Em um mundo onde os sentidos humanos são frequentemente subestimados, a história de Joy Milne, uma escocesa com um olfato fora do comum, está revolucionando a medicina. Ela não só detectou uma mudança no cheiro de seu marido mais de uma década antes de ele desenvolver sintomas de Parkinson, como também está ajudando cientistas a criar um método inovador para diagnosticar a doença precocemente.
A doença de Parkinson é um distúrbio neurodegenerativo que afeta gradualmente o sistema nervoso, provocando tremores involuntários, rigidez muscular e lentidão de movimentos.
Atualmente, não existe um exame específico para identificá-la: o diagnóstico depende da avaliação clínica, histórico familiar e exames neurológicos. Por isso, a descoberta de marcadores biológicos confiáveis é um desafio crucial para a ciência.
Joy Milne tem a capacidade única de sentir o cheiro da doença de Parkinson (BBC)
Tudo começou em 1982, quando Joy percebeu um aroma diferente em Les, seu marido, então com 32 anos. O odor, descrito como “musculoso e úmido”, persistia mesmo após banhos. Inicialmente, ela atribuiu o cheiro ao ambiente hospitalar onde ele trabalhava, mas anos depois, ao participar de um grupo de apoio a pacientes com Parkinson, Joy reconheceu o mesmo aroma em outras pessoas. Foi quando entendeu que aquela mudança olfativa estava ligada à doença.
Les só foi diagnosticado com Parkinson em 1994, 12 anos após os primeiros sinais percebidos por Joy. A descoberta tardia motivou o casal a buscar respostas.
Após a morte de Les em 2015, Joy manteve a promessa de continuar colaborando com pesquisadores. Em laboratórios, ela analisou camisetas de pacientes e amostras de sebo — uma substância oleosa produzida pela pele, que altera sua composição química em portadores de Parkinson.
O marido de Joy, Les, morreu em 2015 aos 65 anos (BBC)
Essas observações inspiraram uma equipe da Universidade de Manchester, no Reino Unido, a desenvolver um teste de swab cutâneo. O método, que analisa o sebo para identificar compostos associados à doença, alcançou 95% de precisão em condições laboratoriais. Os cientistas identificaram mais de 500 moléculas diferentes entre pessoas com e sem Parkinson, abrindo caminho para um diagnóstico precoce e não invasivo.

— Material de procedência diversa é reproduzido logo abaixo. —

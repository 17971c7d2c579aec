//! Transient notifications.
//!
//! Fire-and-forget: producers push a message and never hear back. The
//! `Toaster` component schedules dismissal.

#[cfg(test)]
#[path = "toast_test.rs"]
mod toast_test;

/// How long a toast stays on screen.
pub const TOAST_LIFETIME_MS: u32 = 4_000;

/// Older toasts are dropped beyond this many.
pub const MAX_VISIBLE: usize = 3;

#[derive(Clone, Copy, Debug, PartialEq, Eq)]
pub enum ToastKind {
    Success,
    Error,
}

#[derive(Clone, Debug, PartialEq, Eq)]
pub struct Toast {
    pub id: u64,
    pub kind: ToastKind,
    pub message: String,
}

#[derive(Clone, Debug, Default)]
pub struct ToastState {
    pub items: Vec<Toast>,
    next_id: u64,
}

impl ToastState {
    /// Queue a toast and return its id.
    pub fn push(&mut self, kind: ToastKind, message: impl Into<String>) -> u64 {
        self.next_id += 1;
        let id = self.next_id;
        self.items.push(Toast { id, kind, message: message.into() });
        if self.items.len() > MAX_VISIBLE {
            let overflow = self.items.len() - MAX_VISIBLE;
            self.items.drain(..overflow);
        }
        id
    }

    pub fn success(&mut self, message: impl Into<String>) -> u64 {
        self.push(ToastKind::Success, message)
    }

    pub fn error(&mut self, message: impl Into<String>) -> u64 {
        self.push(ToastKind::Error, message)
    }

    /// Remove a toast. Unknown ids are ignored (it may have been evicted already).
    pub fn dismiss(&mut self, id: u64) {
        self.items.retain(|t| t.id != id);
    }
}
//! Leptos UI for the equipment rental catalog.
//!
//! SYSTEM CONTEXT
//! ==============
//! Built twice: with `ssr` it is rendered by the `spectech` host, with
//! `hydrate` it compiles to WASM and takes over the server-rendered page.
//! Domain rules come from `fleet`; this crate holds only reactive state,
//! components and browser glue.

pub mod app;
pub mod components;
pub mod pages;
pub mod state;
pub mod util;

/// WASM entry point.
#[cfg(feature = "hydrate")]
#[wasm_bindgen::prelude::wasm_bindgen]
pub fn hydrate() {
    console_error_panic_hook::set_once();
    let _ = console_log::init_with_level(log::Level::Debug);
    leptos::mount::hydrate_body(app::App);
}
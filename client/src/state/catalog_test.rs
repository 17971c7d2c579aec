use super::*;
use fleet::Category;

fn catalog() -> &'static Catalog {
    Catalog::standard()
}

// =============================================================
// CatalogState
// =============================================================

#[test]
fn catalog_state_defaults() {
    let state = CatalogState::default();
    assert_eq!(state.filter, CategoryFilter::All);
    assert_eq!(state.tab, ViewTab::Catalog);
    assert!(state.selected.is_none());
}

#[test]
fn view_tab_headings() {
    assert_eq!(ViewTab::Catalog.heading(), "Каталог техники");
    assert_eq!(ViewTab::Map.heading(), "Карта спецтехники");
}

#[test]
fn set_active_tab_switches_presentation_only() {
    let mut state = CatalogState::default();
    state.set_category_filter(CategoryFilter::Only(Category::Loader));
    state.set_active_tab(ViewTab::Map);
    assert_eq!(state.tab, ViewTab::Map);
    assert_eq!(state.filter, CategoryFilter::Only(Category::Loader));
    assert!(state.selected.is_none());
}

#[test]
fn visible_follows_filter() {
    let mut state = CatalogState::default();
    assert_eq!(state.visible(catalog().records()).len(), 6);

    state.set_category_filter(CategoryFilter::Only(Category::Excavator));
    let visible = state.visible(catalog().records());
    assert_eq!(visible.len(), 2);
    assert!(visible.iter().all(|r| r.category == Category::Excavator));
}

#[test]
fn counts_badges_for_excavator_scenario() {
    let mut state = CatalogState::default();
    state.set_category_filter(CategoryFilter::Only(Category::Excavator));
    let counts = CatalogState::counts(catalog().records());
    assert_eq!(counts[0], (CategoryFilter::All, 4));
    assert_eq!(counts[1], (CategoryFilter::Only(Category::Excavator), 1));
}

#[test]
fn repeated_filter_changes_are_idempotent() {
    let mut state = CatalogState::default();
    state.set_category_filter(CategoryFilter::Only(Category::Bulldozer));
    let first = (state.visible(catalog().records()).len(), CatalogState::counts(catalog().records()));
    state.set_category_filter(CategoryFilter::Only(Category::Bulldozer));
    let second = (state.visible(catalog().records()).len(), CatalogState::counts(catalog().records()));
    assert_eq!(first, second);
}

// =============================================================
// select_equipment
// =============================================================

#[test]
fn select_equipment_opens_dialog_for_record() {
    let mut state = CatalogState::default();
    let mut dialog = OrderDialog::default();
    select_equipment(&mut state, &mut dialog, catalog(), EquipmentId(1)).expect("available record");

    assert_eq!(state.selected, Some(EquipmentId(1)));
    assert!(dialog.is_open());
    assert_eq!(dialog.equipment().map(|r| r.name.as_str()), Some("Экскаватор Caterpillar 320D"));
}

#[test]
fn card_and_marker_selection_are_identical() {
    // A marker carries the drifted display copy; only its id reaches the controller.
    let mut from_card = (CatalogState::default(), OrderDialog::default());
    let mut from_marker = (CatalogState::default(), OrderDialog::default());

    select_equipment(&mut from_card.0, &mut from_card.1, catalog(), EquipmentId(6)).expect("card");
    select_equipment(&mut from_marker.0, &mut from_marker.1, catalog(), EquipmentId(6)).expect("marker");

    assert_eq!(from_card, from_marker);
    assert_eq!(from_card.1.equipment(), catalog().get(EquipmentId(6)));
}

#[test]
fn select_unavailable_record_is_rejected() {
    let mut state = CatalogState::default();
    let mut dialog = OrderDialog::default();
    let err = select_equipment(&mut state, &mut dialog, catalog(), EquipmentId(4)).expect_err("busy record");

    assert_eq!(err, OrderError::Unavailable("Экскаватор Hitachi ZX200".to_owned()));
    assert!(state.selected.is_none());
    assert!(!dialog.is_open());
}

#[test]
fn select_unknown_id_is_rejected() {
    let mut state = CatalogState::default();
    let mut dialog = OrderDialog::default();
    let err = select_equipment(&mut state, &mut dialog, catalog(), EquipmentId(42)).expect_err("unknown");
    assert_eq!(err, OrderError::UnknownEquipment(EquipmentId(42)));
    assert!(!dialog.is_open());
}

#[test]
fn reselecting_replaces_open_dialog_with_fresh_form() {
    let mut state = CatalogState::default();
    let mut dialog = OrderDialog::default();
    select_equipment(&mut state, &mut dialog, catalog(), EquipmentId(1)).expect("first");
    dialog.edit(fleet::OrderField::RenterName, "Иван");
    select_equipment(&mut state, &mut dialog, catalog(), EquipmentId(3)).expect("second");

    assert_eq!(state.selected, Some(EquipmentId(3)));
    assert_eq!(dialog.field(fleet::OrderField::RenterName), "");
}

A professora Perdita Barran, líder da pesquisa, explica que o próximo passo é adaptar o teste para uso em hospitais. “Estamos trabalhando para que, dentro de dois anos, possamos iniciar exames na região de Manchester”, afirma. A expectativa é que, no futuro, uma simples amostra de pele possa detectar a doença anos antes dos primeiros sintomas.
Para Joy, um diagnóstico antecipado teria transformado a vida de sua família. “Teríamos viajado mais, aproveitado momentos juntos. Talvez até entendido melhor as mudanças de humor e a depressão que precederam os sintomas físicos”, reflete. Sua jornada ilustra como a combinação entre intuição humana e avanço científico pode salvar vidas.
Enquanto o teste não chega aos consultórios, a história de Joy permanece como um exemplo de como habilidades aparentemente comuns — como o olfato — podem esconder potenciais extraordinários. E, quem sabe, inspirar novas formas de enxergar (ou cheirar) os mistérios do corpo humano.